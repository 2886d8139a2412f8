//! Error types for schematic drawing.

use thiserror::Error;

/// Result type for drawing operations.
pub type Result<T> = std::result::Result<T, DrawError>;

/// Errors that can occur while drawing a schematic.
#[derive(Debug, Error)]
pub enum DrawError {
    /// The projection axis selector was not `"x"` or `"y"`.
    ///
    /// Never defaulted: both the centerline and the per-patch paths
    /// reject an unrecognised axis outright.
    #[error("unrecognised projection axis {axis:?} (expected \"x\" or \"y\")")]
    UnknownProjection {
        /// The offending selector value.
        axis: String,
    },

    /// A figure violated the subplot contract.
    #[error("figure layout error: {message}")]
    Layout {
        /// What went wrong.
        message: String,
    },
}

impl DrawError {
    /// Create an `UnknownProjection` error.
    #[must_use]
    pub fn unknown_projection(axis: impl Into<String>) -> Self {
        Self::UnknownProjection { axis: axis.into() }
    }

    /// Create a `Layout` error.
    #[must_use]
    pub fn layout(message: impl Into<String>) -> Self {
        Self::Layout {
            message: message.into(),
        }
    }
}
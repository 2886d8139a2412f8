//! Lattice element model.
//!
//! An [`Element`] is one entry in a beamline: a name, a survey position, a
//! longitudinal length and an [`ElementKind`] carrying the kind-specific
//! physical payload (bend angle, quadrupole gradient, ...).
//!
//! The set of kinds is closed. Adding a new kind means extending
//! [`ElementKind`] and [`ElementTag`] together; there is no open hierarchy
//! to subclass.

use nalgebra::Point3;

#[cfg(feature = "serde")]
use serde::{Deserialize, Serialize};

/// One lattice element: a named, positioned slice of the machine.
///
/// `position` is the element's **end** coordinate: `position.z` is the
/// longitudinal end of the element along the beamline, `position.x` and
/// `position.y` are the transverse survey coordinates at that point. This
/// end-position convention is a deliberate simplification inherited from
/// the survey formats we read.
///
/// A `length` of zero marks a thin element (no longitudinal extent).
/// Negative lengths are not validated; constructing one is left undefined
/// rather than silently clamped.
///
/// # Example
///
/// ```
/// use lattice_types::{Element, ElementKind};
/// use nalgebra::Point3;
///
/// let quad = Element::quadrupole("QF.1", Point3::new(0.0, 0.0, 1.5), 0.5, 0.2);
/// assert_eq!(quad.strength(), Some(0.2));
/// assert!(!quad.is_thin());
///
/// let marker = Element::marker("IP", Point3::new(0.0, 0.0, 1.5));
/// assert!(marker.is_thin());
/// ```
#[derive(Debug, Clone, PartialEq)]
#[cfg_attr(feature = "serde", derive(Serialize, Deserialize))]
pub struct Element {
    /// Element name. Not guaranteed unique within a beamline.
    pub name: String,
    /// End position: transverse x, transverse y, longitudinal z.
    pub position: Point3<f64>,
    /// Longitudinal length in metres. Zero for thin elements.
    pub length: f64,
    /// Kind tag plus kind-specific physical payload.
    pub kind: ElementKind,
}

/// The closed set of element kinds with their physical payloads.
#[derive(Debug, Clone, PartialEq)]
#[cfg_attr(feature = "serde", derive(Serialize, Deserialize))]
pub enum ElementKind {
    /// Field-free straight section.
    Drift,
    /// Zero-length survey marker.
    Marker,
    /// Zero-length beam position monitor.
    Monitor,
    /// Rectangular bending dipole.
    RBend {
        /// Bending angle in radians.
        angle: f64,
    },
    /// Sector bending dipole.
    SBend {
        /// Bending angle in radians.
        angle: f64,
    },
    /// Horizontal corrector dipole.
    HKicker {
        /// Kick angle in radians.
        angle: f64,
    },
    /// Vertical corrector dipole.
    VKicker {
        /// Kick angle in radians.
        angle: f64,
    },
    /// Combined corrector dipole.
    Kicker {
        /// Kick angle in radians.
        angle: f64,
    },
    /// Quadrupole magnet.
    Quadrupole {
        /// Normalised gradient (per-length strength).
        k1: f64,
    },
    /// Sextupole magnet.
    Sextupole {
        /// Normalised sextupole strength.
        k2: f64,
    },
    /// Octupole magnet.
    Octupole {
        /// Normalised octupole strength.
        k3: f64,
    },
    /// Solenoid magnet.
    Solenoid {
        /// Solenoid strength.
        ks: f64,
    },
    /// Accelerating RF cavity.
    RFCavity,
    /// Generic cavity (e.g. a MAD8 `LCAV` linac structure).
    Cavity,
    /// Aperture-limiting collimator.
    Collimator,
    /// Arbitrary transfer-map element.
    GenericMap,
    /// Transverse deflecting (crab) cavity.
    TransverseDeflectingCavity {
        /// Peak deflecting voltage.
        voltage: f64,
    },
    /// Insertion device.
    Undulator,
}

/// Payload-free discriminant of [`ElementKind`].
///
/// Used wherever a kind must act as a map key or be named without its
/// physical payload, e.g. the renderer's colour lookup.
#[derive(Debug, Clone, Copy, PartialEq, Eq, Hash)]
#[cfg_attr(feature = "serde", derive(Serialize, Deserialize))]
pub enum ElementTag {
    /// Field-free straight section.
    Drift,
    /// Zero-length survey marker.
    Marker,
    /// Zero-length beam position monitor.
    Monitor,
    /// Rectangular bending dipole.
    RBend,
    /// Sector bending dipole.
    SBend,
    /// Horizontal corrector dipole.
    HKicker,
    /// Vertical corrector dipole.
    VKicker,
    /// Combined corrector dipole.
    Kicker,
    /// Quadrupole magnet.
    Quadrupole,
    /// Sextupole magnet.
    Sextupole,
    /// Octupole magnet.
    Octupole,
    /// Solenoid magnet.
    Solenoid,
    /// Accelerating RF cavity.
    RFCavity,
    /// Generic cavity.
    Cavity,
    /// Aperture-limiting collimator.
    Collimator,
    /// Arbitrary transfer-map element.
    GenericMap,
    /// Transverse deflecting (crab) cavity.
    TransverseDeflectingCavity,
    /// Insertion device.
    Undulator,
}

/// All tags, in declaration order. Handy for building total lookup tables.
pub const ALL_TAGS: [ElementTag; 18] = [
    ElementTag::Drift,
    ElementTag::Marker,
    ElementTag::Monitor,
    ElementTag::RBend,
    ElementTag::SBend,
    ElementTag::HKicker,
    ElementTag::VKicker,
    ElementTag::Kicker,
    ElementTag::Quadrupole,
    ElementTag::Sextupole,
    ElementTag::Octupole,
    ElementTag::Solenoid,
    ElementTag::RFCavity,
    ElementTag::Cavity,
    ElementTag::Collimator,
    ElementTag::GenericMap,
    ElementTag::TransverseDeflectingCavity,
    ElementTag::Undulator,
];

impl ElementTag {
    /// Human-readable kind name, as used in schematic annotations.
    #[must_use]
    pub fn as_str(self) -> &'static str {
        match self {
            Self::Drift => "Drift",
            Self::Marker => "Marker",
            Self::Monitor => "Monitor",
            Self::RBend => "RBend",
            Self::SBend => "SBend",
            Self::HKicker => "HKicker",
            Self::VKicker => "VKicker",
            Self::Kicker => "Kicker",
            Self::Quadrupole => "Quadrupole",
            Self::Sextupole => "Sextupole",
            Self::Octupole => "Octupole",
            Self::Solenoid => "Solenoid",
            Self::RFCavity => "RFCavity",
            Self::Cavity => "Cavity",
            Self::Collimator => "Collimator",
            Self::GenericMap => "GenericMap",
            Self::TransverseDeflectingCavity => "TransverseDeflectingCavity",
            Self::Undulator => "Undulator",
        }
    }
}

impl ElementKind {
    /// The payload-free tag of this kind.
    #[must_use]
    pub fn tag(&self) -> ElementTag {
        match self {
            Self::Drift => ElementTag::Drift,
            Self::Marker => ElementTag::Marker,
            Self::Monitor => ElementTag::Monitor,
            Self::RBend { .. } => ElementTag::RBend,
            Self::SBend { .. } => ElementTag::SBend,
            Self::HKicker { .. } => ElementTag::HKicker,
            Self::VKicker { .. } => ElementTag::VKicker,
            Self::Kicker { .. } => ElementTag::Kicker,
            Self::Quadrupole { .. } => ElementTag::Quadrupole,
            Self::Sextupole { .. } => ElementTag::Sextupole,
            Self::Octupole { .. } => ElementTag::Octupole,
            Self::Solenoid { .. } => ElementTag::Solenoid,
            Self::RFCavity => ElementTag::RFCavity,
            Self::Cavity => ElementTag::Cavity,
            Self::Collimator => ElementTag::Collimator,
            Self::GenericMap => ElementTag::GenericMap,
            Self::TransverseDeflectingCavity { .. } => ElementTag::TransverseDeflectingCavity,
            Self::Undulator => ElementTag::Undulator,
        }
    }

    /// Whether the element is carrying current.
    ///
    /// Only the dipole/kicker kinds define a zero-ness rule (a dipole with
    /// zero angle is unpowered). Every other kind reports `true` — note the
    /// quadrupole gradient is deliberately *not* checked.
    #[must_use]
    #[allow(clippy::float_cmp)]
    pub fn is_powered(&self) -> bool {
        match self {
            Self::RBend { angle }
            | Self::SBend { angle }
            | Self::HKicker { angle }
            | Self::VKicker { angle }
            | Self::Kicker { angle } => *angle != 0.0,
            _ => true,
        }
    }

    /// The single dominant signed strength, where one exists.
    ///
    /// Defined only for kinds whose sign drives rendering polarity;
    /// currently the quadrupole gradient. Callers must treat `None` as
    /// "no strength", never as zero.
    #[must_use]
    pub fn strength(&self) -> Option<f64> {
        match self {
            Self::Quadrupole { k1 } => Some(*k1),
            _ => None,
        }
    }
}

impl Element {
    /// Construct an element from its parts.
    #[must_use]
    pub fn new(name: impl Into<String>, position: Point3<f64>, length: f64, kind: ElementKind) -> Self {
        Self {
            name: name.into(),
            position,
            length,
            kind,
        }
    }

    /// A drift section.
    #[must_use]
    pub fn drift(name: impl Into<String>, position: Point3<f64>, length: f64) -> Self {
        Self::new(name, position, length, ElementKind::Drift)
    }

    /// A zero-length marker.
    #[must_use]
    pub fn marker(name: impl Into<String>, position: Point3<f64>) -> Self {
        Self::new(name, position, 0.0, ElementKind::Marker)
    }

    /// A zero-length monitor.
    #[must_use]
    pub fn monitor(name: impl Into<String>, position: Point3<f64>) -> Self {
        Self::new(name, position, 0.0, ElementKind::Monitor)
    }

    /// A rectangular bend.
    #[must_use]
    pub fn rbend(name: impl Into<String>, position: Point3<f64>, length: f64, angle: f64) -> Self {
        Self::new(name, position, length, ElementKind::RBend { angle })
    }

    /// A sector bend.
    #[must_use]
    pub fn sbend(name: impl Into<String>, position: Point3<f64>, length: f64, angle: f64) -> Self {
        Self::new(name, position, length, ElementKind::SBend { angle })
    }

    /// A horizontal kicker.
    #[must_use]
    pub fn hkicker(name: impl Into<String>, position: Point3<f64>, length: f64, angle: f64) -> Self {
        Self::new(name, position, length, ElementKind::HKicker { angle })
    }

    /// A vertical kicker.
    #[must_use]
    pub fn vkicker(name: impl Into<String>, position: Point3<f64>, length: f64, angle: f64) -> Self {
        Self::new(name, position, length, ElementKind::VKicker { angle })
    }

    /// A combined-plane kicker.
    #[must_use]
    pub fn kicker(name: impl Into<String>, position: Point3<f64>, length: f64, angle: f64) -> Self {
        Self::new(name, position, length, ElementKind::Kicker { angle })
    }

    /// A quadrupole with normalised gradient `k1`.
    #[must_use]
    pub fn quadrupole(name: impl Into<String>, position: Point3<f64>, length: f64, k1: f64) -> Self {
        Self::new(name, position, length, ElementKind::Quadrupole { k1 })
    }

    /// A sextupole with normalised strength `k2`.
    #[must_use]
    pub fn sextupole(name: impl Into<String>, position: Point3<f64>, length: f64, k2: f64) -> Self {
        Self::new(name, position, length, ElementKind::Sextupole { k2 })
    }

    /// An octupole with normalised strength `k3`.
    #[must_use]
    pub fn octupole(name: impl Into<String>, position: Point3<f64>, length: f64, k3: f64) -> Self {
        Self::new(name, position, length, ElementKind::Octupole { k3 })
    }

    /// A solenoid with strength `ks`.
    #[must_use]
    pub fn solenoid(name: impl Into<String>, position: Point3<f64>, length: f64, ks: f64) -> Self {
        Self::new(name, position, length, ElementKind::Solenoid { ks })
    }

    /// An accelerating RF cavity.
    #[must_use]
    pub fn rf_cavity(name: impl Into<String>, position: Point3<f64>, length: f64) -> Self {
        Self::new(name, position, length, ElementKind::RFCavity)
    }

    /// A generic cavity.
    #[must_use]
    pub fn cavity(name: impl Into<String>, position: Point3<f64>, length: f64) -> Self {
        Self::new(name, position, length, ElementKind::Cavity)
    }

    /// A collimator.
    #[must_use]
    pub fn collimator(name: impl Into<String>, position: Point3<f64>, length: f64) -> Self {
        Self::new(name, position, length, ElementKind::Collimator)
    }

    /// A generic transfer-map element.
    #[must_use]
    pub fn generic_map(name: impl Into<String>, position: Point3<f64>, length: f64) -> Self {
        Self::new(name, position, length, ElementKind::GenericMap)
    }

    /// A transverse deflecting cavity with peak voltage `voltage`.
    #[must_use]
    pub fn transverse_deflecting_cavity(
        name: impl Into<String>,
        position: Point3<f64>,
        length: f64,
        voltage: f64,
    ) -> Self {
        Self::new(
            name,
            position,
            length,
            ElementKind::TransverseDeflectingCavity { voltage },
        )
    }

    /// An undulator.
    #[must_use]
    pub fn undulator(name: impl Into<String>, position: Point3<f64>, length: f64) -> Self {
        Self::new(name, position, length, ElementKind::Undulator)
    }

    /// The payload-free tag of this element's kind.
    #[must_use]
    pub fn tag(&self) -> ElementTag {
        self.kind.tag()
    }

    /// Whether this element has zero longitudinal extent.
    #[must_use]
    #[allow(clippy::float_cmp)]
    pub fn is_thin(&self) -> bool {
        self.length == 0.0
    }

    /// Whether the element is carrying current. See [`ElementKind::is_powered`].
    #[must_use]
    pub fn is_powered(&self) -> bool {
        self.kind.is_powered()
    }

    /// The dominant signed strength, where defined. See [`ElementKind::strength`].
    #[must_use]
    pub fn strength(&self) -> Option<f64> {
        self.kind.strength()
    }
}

§ §

Assigned task
To answer, copy each line from the material above that has the word "drawing".

Task result
//! Error types for schematic drawing.
/// Result type for drawing operations.
/// Errors that can occur while drawing a schematic.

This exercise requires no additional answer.